• Description of the task: Stopping at the line that holds "pub persistence: Arc<dyn", repeat the lines below exactly, starting from the very first and including that final line.

(Source data begins)

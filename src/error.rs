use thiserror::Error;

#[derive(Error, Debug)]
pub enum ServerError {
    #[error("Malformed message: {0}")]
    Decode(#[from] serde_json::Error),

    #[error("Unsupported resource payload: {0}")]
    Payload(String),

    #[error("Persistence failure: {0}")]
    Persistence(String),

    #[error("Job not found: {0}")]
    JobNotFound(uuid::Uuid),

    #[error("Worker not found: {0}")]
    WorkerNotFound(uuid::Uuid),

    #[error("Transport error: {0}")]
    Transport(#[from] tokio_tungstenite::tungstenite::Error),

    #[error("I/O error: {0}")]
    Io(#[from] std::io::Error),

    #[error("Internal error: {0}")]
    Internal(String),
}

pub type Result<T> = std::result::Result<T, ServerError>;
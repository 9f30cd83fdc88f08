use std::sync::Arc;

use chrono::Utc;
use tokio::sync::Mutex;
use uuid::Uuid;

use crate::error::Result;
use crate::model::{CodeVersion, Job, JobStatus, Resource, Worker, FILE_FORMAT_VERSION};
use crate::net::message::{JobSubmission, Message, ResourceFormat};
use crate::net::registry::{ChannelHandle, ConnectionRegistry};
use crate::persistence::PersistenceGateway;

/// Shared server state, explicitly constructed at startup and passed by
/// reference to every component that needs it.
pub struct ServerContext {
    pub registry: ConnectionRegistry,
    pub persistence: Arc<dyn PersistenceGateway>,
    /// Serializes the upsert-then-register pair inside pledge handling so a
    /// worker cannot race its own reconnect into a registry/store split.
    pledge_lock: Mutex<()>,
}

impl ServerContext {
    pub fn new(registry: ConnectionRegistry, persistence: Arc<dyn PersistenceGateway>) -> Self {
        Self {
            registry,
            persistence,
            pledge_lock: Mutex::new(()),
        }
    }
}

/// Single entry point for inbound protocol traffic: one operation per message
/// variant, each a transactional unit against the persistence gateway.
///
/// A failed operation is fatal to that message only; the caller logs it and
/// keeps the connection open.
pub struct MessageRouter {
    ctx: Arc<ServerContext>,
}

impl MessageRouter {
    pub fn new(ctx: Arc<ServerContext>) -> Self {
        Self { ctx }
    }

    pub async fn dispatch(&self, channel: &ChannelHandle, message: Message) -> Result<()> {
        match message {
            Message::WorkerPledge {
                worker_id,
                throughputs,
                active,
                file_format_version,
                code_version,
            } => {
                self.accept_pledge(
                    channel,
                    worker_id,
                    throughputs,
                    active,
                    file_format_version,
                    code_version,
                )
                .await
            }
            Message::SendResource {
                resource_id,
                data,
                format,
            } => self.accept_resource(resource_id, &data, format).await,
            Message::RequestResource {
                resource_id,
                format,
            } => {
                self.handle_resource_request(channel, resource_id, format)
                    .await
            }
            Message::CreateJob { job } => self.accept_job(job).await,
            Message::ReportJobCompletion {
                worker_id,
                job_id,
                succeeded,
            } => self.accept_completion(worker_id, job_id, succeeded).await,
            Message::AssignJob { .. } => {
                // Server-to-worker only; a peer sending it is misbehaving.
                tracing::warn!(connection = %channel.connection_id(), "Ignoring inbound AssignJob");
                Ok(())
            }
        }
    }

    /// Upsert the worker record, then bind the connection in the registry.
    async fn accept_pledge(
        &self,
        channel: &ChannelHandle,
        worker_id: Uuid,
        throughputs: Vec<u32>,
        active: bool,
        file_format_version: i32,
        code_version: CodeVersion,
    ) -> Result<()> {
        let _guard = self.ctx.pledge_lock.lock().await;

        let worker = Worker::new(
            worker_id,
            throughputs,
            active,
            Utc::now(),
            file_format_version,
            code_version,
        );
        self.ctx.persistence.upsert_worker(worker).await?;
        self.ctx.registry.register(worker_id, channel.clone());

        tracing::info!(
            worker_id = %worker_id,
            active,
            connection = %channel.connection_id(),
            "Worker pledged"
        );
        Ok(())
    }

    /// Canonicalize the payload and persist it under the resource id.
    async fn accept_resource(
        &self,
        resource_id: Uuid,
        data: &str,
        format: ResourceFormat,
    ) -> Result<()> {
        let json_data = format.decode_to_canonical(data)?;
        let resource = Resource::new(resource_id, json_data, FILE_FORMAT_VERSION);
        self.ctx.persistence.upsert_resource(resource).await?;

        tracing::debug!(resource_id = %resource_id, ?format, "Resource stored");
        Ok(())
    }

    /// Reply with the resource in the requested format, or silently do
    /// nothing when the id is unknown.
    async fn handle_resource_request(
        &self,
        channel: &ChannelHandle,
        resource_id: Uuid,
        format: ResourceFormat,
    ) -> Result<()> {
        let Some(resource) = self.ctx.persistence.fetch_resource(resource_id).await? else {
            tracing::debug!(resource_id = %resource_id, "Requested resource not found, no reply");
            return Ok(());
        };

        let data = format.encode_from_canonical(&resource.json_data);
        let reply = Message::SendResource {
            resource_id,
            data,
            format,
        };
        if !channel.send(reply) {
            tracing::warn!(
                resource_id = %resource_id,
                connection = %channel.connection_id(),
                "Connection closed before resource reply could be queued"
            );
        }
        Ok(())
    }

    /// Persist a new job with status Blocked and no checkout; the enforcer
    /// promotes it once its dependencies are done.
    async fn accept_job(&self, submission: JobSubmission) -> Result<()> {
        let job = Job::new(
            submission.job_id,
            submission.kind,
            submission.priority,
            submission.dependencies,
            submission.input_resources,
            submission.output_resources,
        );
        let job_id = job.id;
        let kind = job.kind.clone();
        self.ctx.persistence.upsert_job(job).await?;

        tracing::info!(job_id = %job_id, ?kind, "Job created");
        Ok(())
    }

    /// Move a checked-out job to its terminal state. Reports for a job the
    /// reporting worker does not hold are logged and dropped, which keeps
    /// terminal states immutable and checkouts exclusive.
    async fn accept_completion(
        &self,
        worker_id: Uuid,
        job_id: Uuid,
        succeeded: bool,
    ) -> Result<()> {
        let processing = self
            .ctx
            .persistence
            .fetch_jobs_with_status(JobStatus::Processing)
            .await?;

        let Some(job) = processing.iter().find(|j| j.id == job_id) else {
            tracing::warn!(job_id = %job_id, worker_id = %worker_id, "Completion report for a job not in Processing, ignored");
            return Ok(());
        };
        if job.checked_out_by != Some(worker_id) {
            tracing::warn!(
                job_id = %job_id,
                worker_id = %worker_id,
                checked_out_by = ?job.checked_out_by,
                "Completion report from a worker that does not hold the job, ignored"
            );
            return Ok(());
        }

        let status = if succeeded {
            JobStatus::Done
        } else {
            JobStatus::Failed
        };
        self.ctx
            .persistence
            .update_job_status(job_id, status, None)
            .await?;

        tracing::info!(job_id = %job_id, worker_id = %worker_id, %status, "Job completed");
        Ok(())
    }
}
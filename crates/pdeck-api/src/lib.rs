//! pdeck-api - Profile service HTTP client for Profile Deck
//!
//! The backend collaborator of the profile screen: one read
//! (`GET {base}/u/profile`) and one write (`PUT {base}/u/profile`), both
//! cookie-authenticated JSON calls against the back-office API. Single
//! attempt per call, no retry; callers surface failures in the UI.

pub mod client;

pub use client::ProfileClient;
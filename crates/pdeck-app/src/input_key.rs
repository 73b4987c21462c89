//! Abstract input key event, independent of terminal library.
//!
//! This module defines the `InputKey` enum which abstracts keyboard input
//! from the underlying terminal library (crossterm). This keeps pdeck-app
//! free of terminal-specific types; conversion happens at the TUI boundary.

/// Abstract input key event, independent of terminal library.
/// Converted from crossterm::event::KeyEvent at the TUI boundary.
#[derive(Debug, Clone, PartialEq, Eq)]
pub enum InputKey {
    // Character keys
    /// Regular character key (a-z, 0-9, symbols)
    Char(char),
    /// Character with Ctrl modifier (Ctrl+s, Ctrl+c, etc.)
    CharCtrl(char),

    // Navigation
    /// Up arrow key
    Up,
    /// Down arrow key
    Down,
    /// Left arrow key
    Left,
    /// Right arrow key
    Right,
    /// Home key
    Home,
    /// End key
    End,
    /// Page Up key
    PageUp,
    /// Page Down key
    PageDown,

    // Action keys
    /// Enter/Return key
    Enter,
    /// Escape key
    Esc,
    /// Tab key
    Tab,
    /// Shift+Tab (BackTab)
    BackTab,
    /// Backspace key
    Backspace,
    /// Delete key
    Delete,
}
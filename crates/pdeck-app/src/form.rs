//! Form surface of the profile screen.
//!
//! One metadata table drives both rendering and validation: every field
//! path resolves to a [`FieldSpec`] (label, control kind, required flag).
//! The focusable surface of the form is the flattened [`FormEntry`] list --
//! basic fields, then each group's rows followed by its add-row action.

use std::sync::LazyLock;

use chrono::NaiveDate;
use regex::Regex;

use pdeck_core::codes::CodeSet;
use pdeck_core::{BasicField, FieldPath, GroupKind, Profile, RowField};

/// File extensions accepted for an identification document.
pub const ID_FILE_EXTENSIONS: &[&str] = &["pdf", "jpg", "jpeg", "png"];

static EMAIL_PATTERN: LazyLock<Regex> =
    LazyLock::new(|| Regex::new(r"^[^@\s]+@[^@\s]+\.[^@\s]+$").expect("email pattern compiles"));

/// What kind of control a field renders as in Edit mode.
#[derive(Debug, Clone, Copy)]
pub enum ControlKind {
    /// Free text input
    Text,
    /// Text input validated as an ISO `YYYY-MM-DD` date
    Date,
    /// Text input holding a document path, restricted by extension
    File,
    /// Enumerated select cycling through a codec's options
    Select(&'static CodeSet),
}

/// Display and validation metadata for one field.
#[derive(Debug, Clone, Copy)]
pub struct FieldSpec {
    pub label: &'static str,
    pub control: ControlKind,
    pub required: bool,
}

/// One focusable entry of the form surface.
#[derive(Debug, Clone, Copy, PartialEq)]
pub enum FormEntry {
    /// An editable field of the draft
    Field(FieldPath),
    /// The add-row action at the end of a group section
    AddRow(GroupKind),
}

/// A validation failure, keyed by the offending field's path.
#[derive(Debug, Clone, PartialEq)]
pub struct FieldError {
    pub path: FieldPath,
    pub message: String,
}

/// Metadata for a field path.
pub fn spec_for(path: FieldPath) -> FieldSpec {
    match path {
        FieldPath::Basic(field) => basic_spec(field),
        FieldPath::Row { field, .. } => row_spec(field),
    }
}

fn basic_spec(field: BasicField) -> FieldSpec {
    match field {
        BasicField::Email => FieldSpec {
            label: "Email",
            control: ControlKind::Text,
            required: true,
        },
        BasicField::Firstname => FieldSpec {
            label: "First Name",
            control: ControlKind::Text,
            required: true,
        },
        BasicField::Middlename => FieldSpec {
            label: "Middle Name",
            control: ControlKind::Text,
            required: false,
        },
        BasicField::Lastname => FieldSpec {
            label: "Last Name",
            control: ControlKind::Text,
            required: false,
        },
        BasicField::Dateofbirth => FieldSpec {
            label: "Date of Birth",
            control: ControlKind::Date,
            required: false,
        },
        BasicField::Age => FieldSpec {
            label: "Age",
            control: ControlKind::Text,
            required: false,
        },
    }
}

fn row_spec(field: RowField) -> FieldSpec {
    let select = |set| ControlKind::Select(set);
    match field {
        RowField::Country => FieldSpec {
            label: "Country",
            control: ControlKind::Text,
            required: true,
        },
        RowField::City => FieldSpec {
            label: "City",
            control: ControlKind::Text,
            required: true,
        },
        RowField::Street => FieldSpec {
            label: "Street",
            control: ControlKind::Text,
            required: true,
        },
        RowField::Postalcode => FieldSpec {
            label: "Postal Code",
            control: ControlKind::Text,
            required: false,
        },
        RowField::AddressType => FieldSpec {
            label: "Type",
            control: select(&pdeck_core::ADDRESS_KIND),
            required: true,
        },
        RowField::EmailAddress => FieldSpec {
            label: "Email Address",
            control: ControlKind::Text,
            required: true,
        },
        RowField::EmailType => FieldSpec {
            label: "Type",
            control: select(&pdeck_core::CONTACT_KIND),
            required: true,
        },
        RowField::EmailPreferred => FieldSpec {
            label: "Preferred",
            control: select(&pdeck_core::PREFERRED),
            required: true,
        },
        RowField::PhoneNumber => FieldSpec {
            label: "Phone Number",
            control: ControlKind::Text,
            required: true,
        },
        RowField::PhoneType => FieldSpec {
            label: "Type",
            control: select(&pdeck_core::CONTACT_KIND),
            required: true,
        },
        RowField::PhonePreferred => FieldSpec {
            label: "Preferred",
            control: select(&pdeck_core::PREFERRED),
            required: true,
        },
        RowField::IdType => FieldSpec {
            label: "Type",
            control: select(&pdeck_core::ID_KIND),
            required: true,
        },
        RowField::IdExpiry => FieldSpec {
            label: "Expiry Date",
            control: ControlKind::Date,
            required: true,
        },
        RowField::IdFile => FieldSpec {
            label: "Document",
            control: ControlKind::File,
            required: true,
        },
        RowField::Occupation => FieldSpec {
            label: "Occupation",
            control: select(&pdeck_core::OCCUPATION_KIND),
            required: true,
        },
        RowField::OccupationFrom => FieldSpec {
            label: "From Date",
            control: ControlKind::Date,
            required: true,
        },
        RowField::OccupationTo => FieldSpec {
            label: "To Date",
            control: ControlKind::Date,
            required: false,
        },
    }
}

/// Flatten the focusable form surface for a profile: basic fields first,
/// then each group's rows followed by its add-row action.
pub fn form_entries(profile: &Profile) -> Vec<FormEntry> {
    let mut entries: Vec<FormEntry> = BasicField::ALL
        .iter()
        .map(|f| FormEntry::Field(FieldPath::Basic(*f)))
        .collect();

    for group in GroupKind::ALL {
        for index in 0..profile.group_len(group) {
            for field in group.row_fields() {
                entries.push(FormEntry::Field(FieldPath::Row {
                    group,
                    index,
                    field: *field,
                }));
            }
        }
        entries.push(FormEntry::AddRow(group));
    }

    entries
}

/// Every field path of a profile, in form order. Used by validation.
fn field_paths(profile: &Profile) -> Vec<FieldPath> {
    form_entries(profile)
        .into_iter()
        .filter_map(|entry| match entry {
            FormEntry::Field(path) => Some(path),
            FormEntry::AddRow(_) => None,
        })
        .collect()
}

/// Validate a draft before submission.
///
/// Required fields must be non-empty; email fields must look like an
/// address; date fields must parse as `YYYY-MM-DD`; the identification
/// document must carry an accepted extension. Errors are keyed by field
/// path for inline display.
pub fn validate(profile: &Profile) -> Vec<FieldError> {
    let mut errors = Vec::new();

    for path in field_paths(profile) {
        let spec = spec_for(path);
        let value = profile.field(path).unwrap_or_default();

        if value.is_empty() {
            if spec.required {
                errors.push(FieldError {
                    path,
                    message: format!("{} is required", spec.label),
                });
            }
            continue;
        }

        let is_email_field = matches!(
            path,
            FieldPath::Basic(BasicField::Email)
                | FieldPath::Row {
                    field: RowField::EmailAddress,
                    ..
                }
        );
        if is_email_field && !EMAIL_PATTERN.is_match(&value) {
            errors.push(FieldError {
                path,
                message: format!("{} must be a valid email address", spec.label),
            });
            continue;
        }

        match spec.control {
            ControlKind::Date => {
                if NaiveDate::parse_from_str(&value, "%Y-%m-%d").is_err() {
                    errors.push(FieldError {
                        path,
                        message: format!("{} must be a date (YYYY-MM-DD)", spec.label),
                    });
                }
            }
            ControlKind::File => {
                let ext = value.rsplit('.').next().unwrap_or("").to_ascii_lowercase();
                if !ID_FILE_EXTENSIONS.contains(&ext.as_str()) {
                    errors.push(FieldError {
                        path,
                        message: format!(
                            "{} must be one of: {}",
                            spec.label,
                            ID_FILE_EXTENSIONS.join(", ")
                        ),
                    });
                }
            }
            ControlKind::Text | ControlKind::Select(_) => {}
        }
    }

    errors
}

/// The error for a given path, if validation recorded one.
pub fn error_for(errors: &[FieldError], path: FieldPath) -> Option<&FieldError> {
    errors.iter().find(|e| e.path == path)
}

(Source data ends)

• Solution:
filename src/error.rs
use thiserror::Error;

#[derive(Error, Debug)]
pub enum ServerError {
    #[error("Malformed message: {0}")]
    Decode(#[from] serde_json::Error),

    #[error("Unsupported resource payload: {0}")]
    Payload(String),

    #[error("Persistence failure: {0}")]
    Persistence(String),

    #[error("Job not found: {0}")]
    JobNotFound(uuid::Uuid),

    #[error("Worker not found: {0}")]
    WorkerNotFound(uuid::Uuid),

    #[error("Transport error: {0}")]
    Transport(#[from] tokio_tungstenite::tungstenite::Error),

    #[error("I/O error: {0}")]
    Io(#[from] std::io::Error),

    #[error("Internal error: {0}")]
    Internal(String),
}

pub type Result<T> = std::result::Result<T, ServerError>;
repository 9f30cd83fdc88f08
use std::sync::Arc;

use chrono::Utc;
use tokio::sync::Mutex;
use uuid::Uuid;

use crate::error::Result;
use crate::model::{CodeVersion, Job, JobStatus, Resource, Worker, FILE_FORMAT_VERSION};
use crate::net::message::{JobSubmission, Message, ResourceFormat};
use crate::net::registry::{ChannelHandle, ConnectionRegistry};
use crate::persistence::PersistenceGateway;

/// Shared server state, explicitly constructed at startup and passed by
/// reference to every component that needs it.
pub struct ServerContext {
    pub registry: ConnectionRegistry,
    pub persistence: Arc<dyn PersistenceGateway>,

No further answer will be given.